Ana María Matute (Barcelona, 1925 – 2014) fue una de las escritoras más destacadas de la posguerra española y miembro de la Real Academia Española. Su obra, profundamente marcada por su experiencia infantil durante la Guerra Civil, explora temas como la infancia, la pérdida de la inocencia, la soledad y la injusticia social. A menudo fusionó el realismo crudo con elementos fantásticos y alegóricos, creando universos literarios ricos y complejos. Formó parte de la Generación del 50, conocida por su mirada crítica a la sociedad de su tiempo. Matute cultivó la novela, el cuento y la literatura infantil y juvenil, dejando un legado literario que la consagra como una voz esencial de las letras españolas del siglo XX.
«La infancia es el único paisaje que se repite.»
«Escribir es una manera de no morir.»
«Lo que de verdad importa no es el pasado ni el futuro, sino el presente. El pasado ya se fue, el futuro aún no ha llegado.»

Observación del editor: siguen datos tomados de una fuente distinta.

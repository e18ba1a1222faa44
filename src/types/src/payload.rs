use crate::ChannelKind;
use rust_decimal::Decimal;
use serde::{Deserialize, Serialize};

#[derive(Clone, Debug, PartialEq, Serialize, Deserialize)]
#[serde(rename_all = "camelCase")]
pub struct Ticker {
    pub bid: Decimal,
    pub ask: Decimal,
    pub daily_change: Decimal,
    pub daily_change_perc: Decimal,
    pub last_price: Decimal,
    pub volume: Decimal,
    pub high: Decimal,
    pub low: Decimal,
}

#[derive(Clone, Debug, PartialEq, Serialize, Deserialize)]
#[serde(rename_all = "camelCase")]
pub struct Trade {
    pub id: Option<u64>,
    pub price: Decimal,
    /// Negative for sells.
    pub amount: Decimal,
    /// Milliseconds since the epoch. Fractional because Kraken reports sub-millisecond times.
    pub mts: Decimal,
}

#[derive(Clone, Debug, PartialEq, Serialize, Deserialize)]
#[serde(rename_all = "camelCase")]
pub struct Candle {
    pub mts: u64,
    pub open: Decimal,
    pub high: Decimal,
    pub low: Decimal,
    pub close: Decimal,
    pub volume: Decimal,
}

/// One price level. Positive `amount` is a bid, negative an ask, `count == 0` a removal.
#[derive(Clone, Debug, PartialEq, Serialize, Deserialize)]
pub struct BookLevel {
    pub price: Decimal,
    pub count: u32,
    pub amount: Decimal,
}

impl BookLevel {
    pub fn new(price: Decimal, count: u32, amount: Decimal) -> BookLevel {
        BookLevel {
            price,
            count,
            amount,
        }
    }

    pub fn is_bid(&self) -> bool {
        self.amount.is_sign_positive()
    }

    pub fn is_removal(&self) -> bool {
        self.count == 0
    }
}

#[derive(Clone, Debug, PartialEq, Serialize, Deserialize)]
#[serde(rename_all = "camelCase")]
pub struct Order {
    pub id: u64,
    pub gid: Option<u64>,
    pub cid: u64,
    pub symbol: String,
    pub mts_create: u64,
    pub mts_update: u64,
    pub amount: Decimal,
    pub amount_orig: Decimal,
    #[serde(rename = "type")]
    pub order_type: String,
    pub flags: u64,
    pub hidden: bool,
    #[serde(rename = "postonly")]
    pub post_only: bool,
    pub oco: bool,
    #[serde(rename = "reduceonly")]
    pub reduce_only: bool,
    pub visible_on_hit: bool,
    pub price: Decimal,
    pub price_avg: Option<Decimal>,
    pub price_trailing: Option<Decimal>,
    pub price_aux_limit: Option<Decimal>,
    pub status: String,
    pub lev: Option<u32>,
}

/// The normalized shape every downstream consumer receives.
#[derive(Clone, Debug, PartialEq, Serialize, Deserialize)]
#[serde(tag = "type", content = "data", rename_all = "lowercase")]
pub enum Payload {
    Ticker(Ticker),
    Trades(Vec<Trade>),
    Candles(Vec<Candle>),
    Book(Vec<BookLevel>),
    Order(Order),
}

impl Payload {
    pub fn kind(&self) -> Option<ChannelKind> {
        match self {
            Payload::Ticker(_) => Some(ChannelKind::Ticker),
            Payload::Trades(_) => Some(ChannelKind::Trades),
            Payload::Candles(_) => Some(ChannelKind::Candles),
            Payload::Book(_) => Some(ChannelKind::Book),
            Payload::Order(_) => None,
        }
    }
}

Estilo lírico y poético, con una prosa rica y evocadora. Se caracteriza por la combinación de realismo y fantasía, la profundidad psicológica de sus personajes (especialmente niños y adolescentes), un tono melancólico y nostálgico, y el uso frecuente de símbolos y alegorías para explorar la dualidad entre el bien y el mal, la inocencia y la crueldad.